» What to do
Select from the records below every line that has the word "fixed" in it.

[Collected data entries]
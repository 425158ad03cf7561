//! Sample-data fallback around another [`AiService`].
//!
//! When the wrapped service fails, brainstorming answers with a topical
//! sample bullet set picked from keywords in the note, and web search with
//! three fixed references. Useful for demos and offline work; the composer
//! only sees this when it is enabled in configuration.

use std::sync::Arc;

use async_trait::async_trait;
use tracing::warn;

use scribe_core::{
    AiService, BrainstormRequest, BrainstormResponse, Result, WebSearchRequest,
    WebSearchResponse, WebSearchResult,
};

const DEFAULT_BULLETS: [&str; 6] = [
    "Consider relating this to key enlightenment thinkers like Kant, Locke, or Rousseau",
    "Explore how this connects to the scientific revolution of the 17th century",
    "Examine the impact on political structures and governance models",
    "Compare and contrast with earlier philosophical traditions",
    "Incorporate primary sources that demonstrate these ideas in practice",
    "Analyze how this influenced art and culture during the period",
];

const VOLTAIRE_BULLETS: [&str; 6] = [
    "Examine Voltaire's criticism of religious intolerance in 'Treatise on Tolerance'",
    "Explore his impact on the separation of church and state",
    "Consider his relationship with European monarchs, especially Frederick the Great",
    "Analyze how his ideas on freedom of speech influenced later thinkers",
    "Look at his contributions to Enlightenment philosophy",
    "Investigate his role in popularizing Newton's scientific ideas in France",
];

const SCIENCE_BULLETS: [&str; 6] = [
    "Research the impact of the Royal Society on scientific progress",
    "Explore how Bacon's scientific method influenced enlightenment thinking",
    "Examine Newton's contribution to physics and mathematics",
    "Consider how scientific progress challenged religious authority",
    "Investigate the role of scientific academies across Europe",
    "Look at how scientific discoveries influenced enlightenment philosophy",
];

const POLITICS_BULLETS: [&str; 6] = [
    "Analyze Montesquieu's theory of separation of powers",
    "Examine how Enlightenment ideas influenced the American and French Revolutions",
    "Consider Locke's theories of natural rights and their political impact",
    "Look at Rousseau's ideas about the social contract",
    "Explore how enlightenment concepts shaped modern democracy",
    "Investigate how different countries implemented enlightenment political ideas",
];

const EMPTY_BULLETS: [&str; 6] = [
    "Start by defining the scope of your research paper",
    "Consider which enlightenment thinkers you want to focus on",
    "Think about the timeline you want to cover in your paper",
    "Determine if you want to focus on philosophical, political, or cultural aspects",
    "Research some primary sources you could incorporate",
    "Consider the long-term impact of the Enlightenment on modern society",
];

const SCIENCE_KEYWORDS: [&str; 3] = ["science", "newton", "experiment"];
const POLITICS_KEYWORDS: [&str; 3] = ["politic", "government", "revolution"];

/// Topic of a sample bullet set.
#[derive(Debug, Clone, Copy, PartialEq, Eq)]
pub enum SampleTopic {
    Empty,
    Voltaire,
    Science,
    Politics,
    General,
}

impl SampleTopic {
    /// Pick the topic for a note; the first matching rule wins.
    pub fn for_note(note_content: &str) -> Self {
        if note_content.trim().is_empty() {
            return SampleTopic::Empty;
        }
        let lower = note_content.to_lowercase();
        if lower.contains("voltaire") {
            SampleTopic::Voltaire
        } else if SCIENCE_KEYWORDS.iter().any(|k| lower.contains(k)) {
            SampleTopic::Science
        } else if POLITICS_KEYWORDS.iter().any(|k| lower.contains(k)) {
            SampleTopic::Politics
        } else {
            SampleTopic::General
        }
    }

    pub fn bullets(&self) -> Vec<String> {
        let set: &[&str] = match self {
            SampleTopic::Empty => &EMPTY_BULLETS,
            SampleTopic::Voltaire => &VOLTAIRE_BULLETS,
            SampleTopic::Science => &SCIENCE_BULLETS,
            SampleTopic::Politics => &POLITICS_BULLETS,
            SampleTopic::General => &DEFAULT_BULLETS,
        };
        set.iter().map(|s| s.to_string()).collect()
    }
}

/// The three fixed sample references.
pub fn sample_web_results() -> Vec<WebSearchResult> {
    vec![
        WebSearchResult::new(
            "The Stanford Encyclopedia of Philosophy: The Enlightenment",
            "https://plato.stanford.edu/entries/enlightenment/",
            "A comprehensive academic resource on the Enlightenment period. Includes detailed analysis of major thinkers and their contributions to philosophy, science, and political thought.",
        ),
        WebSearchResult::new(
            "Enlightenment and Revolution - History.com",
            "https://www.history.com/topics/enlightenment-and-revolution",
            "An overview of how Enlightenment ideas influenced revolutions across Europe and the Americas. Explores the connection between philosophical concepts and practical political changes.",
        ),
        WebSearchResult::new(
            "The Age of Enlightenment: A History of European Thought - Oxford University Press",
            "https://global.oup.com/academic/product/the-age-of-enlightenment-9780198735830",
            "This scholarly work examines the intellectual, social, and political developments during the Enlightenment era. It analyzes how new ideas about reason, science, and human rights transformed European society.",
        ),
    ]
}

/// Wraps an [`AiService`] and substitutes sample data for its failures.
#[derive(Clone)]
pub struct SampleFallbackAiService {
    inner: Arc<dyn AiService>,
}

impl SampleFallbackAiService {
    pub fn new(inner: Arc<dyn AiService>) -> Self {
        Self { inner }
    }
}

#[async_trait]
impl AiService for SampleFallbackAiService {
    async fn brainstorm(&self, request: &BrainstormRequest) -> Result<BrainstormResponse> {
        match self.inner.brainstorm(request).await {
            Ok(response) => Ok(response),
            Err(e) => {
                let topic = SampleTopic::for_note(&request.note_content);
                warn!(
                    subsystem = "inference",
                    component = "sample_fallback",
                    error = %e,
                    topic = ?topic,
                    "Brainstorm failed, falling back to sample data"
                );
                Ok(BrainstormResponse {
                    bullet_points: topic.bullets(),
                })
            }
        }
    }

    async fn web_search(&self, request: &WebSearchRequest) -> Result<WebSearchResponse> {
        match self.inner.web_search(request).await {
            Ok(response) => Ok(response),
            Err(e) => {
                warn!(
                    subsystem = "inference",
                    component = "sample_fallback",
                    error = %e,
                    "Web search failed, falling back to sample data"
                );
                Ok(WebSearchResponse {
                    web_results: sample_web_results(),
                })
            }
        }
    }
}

--

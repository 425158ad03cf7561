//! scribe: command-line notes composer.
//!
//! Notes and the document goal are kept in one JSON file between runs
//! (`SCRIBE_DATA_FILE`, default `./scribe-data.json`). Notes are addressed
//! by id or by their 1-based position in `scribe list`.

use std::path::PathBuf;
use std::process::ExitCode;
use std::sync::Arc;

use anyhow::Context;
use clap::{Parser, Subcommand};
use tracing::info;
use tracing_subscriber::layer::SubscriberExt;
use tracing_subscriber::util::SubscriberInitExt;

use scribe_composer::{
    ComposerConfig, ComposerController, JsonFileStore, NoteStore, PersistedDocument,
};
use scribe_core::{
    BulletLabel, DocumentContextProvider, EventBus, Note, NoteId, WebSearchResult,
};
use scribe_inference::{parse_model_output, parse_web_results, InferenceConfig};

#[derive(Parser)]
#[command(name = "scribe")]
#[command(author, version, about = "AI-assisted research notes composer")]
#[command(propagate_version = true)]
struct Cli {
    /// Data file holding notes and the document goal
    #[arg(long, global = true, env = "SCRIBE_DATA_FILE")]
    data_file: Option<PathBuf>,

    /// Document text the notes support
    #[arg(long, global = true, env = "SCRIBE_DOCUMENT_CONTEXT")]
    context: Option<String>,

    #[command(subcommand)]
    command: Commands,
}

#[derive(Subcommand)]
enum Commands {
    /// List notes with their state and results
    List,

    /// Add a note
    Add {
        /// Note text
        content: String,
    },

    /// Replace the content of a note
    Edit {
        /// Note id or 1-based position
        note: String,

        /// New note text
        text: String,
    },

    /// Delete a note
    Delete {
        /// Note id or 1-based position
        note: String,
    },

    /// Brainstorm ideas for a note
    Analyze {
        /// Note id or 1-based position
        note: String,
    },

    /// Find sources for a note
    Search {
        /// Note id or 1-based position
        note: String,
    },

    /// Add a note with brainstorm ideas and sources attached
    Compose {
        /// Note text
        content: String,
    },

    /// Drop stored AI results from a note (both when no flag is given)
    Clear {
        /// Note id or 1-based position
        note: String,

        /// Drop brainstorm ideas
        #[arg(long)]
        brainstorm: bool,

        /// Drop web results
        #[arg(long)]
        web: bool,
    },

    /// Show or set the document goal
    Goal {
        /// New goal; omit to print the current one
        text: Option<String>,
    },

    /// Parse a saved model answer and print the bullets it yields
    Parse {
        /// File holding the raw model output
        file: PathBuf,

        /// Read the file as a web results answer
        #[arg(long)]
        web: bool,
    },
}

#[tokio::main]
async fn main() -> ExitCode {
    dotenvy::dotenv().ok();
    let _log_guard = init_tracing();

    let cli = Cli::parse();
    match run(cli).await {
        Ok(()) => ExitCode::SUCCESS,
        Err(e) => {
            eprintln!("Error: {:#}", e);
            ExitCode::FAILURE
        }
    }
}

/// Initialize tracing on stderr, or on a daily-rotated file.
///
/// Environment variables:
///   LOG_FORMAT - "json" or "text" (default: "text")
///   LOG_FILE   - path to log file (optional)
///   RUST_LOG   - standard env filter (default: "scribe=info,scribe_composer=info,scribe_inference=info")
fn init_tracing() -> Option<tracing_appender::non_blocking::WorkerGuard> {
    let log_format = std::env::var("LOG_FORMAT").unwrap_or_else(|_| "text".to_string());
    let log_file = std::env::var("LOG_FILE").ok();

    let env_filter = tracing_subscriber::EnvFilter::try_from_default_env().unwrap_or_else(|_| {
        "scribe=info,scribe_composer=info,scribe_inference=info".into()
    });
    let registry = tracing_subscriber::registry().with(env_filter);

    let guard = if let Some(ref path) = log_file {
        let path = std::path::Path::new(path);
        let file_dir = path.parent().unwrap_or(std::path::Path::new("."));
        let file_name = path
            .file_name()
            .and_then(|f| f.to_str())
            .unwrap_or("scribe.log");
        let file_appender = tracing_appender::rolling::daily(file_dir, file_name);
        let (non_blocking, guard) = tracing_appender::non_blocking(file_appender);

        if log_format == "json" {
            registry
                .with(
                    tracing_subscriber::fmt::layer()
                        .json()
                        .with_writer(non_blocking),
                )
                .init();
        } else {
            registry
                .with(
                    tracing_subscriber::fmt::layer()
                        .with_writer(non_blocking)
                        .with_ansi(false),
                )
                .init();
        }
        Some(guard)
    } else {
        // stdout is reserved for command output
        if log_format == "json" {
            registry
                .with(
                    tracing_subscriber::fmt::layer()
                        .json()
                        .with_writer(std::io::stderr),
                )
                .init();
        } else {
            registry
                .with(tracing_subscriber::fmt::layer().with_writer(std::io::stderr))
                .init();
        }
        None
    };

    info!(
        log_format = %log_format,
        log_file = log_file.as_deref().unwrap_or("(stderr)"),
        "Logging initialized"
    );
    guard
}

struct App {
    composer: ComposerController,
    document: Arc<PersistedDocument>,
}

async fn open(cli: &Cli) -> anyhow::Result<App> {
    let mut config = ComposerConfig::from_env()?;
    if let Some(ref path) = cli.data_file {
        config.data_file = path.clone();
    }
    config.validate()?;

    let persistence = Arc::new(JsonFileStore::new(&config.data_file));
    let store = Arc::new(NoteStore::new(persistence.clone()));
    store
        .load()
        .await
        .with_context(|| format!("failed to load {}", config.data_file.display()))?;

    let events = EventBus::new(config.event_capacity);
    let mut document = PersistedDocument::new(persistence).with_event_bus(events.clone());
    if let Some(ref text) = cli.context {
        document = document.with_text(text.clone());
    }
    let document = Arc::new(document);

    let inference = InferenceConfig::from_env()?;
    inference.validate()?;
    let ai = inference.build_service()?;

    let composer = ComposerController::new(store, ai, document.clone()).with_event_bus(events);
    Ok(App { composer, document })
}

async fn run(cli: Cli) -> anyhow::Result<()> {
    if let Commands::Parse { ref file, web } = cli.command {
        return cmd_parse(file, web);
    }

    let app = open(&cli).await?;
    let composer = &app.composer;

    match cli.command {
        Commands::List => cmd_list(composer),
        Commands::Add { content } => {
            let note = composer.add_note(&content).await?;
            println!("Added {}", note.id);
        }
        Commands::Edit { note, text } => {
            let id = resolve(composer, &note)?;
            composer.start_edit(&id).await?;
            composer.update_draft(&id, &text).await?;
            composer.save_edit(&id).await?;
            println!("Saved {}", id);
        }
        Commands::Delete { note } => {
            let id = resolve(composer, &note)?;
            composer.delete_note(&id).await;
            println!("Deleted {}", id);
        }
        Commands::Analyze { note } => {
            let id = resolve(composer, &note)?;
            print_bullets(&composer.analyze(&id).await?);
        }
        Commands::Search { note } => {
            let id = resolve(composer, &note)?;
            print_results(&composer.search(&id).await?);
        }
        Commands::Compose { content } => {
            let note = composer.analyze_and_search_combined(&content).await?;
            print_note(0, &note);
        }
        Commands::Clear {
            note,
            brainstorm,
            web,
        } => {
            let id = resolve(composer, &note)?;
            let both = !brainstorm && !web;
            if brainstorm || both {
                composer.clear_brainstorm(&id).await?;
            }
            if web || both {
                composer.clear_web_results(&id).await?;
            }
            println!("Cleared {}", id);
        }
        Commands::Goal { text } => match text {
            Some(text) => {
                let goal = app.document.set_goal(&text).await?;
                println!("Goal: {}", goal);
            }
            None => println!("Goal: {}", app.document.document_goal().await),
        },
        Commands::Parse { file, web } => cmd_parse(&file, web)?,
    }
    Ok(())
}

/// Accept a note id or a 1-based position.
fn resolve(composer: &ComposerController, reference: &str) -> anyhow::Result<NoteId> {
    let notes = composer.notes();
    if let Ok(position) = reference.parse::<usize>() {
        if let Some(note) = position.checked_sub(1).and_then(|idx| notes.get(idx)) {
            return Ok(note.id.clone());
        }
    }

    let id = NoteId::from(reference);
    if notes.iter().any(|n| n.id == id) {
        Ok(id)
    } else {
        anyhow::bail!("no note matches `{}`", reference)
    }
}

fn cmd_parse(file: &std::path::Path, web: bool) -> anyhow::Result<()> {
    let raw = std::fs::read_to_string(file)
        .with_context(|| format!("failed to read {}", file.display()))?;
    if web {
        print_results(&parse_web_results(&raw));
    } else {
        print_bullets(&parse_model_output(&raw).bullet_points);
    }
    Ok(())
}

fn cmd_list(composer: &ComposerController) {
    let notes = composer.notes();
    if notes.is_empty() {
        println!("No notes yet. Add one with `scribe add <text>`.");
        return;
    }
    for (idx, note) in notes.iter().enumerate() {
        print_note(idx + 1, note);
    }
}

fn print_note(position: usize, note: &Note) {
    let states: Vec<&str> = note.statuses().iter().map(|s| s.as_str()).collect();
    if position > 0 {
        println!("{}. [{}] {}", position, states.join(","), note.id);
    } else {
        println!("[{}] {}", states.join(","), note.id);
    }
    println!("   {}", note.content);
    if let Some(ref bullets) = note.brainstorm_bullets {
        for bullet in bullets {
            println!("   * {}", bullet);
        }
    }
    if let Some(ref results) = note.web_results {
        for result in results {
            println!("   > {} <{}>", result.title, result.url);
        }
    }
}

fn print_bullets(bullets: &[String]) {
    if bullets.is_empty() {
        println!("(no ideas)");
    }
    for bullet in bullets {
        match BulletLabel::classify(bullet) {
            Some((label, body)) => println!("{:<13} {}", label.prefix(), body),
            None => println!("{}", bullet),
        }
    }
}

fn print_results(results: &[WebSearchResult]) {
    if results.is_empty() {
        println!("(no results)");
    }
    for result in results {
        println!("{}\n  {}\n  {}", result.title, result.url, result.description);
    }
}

» Solution
//! three fixed references. Useful for demos and offline work; the composer
/// The three fixed sample references.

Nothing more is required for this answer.